Wednesday, August 24, 2011

Is Faith in the Economy Equivalent to Selling the Judicial System?

I've been pondering the philosophical implications of fiscal decisions lately and it occurred to me that putting faith in the economic stability of the American financial institutions is basically the same as saying you don't expect to see justice done.

In a just world, the banks who perpetrated the events that led to the mortgage bubble would suffer the consequences of their actions and there would be serious penalties to them for the questionable ethics that led to the collapse. Of course, there would be pains aplenty for the nation, but in the end the concept of justice would be reinforced and bankers would be forced to think about the consequences of their actions before they created another giant vortex of bad decisions that sucks the wealth out of the middle class.
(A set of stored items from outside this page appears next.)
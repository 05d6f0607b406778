//! Training infrastructure for symbol-sequence BPE.
//!
//! This module provides the configuration, the in-place merge executor and
//! the trainer loop with its stopping policy.

pub mod config;
pub mod events;
pub mod merger;
pub mod trainer;

pub use config::{TrainingConfig, TrainingConfigBuilder};
pub use events::{MergeEvent, MergeObserver, NoopObserver};
pub use merger::merge_pair;
pub use trainer::{BpeTrainer, DiscardReason, HaltReason, TrainingOutput, Verdict};
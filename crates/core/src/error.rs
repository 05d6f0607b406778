//! Error types for the symbpe crates.

use std::path::PathBuf;
use thiserror::Error;

/// Main error type shared by the symbpe library crates.
#[derive(Error, Debug)]
pub enum BpeError {
    /// Invalid configuration
    #[error("Invalid configuration: {0}")]
    InvalidConfig(String),

    /// I/O error with file context
    #[error("I/O error for {path}: {err}")]
    Io {
        path: PathBuf,
        #[source]
        err: std::io::Error,
    },

    /// JSON serialization/deserialization error
    #[error("JSON error: {0}")]
    Json(#[from] serde_json::Error),

    /// Malformed input at a given (1-based) line
    #[error("Parse error at line {line}: {message}")]
    Parse { line: usize, message: String },
}

impl BpeError {
    /// Wrap an I/O error together with the path it concerns.
    pub fn io(path: impl Into<PathBuf>, err: std::io::Error) -> Self {
        Self::Io {
            path: path.into(),
            err,
        }
    }
}

/// Result type alias for symbpe operations.
pub type Result<T> = std::result::Result<T, BpeError>;
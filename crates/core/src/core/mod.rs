//! Core BPE data structures.
//!
//! This module contains the pair/token types, the vocabulary counter and the
//! pair frequency index with its lazy priority queue.

pub mod index;
pub mod merges;
pub mod priority;
pub mod vocab;

pub use index::{count_pairs, PairCounts, PairIndex};
pub use merges::{join_pair, sub_token_count, Line, MergeHistory, Pair, Token};
pub use priority::{MergeCandidate, PairPriorityQueue};
pub use vocab::{ProtectedTokens, Vocabulary};
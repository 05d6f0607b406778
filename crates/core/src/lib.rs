//! symbpe-core - Core data structures for symbol-sequence BPE
//!
//! This crate provides the building blocks for learning a subword vocabulary
//! over sequences of opaque symbols (for example transcription tokens).
//!
//! # Features
//!
//! - Token pairs over compact strings with lexicographic ordering
//! - Vocabulary counting in first-occurrence order
//! - Pair frequency index with a lazily-deleted 8-ary max-heap
//! - Protected tokens that never take part in a merge
//!
//! # Example
//!
//! ```rust
//! use symbpe_core::{PairIndex, ProtectedTokens, Token};
//!
//! let corpus: Vec<Vec<Token>> = vec![
//!     ["a", "b", "a", "b", "c"].iter().map(|&t| Token::from(t)).collect(),
//! ];
//! let mut index = PairIndex::build(&corpus, ProtectedTokens::new());
//!
//! let best = index.pop_best().unwrap();
//! assert_eq!(best.pair, (Token::from("a"), Token::from("b")));
//! assert_eq!(best.count, 2);
//! ```

pub mod error;
pub use error::{BpeError, Result};

pub mod core;
pub use core::{
    count_pairs, join_pair, sub_token_count, Line, MergeCandidate, MergeHistory, Pair, PairCounts,
    PairIndex, PairPriorityQueue, ProtectedTokens, Token, Vocabulary,
};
Bailing out the banks over and over again is a critical failure in our system of government. It is an absolute insult to the concepts of democratic government and capitalism that the concept of "to big to fail" even exists. The fact that the average American still seems comfortable trusting their money in the hands of the same corporations that violated them in the first place is a testament to the fact that we have given up on the judicial process.

If we really believed the government was going to do the right thing, our faith in the big banks would have evaporated. We have subconsciously abandoned the idea that those who behave responsibly will prosper and those who are incompetent or untrustworthy will suffer. We are a beaten people.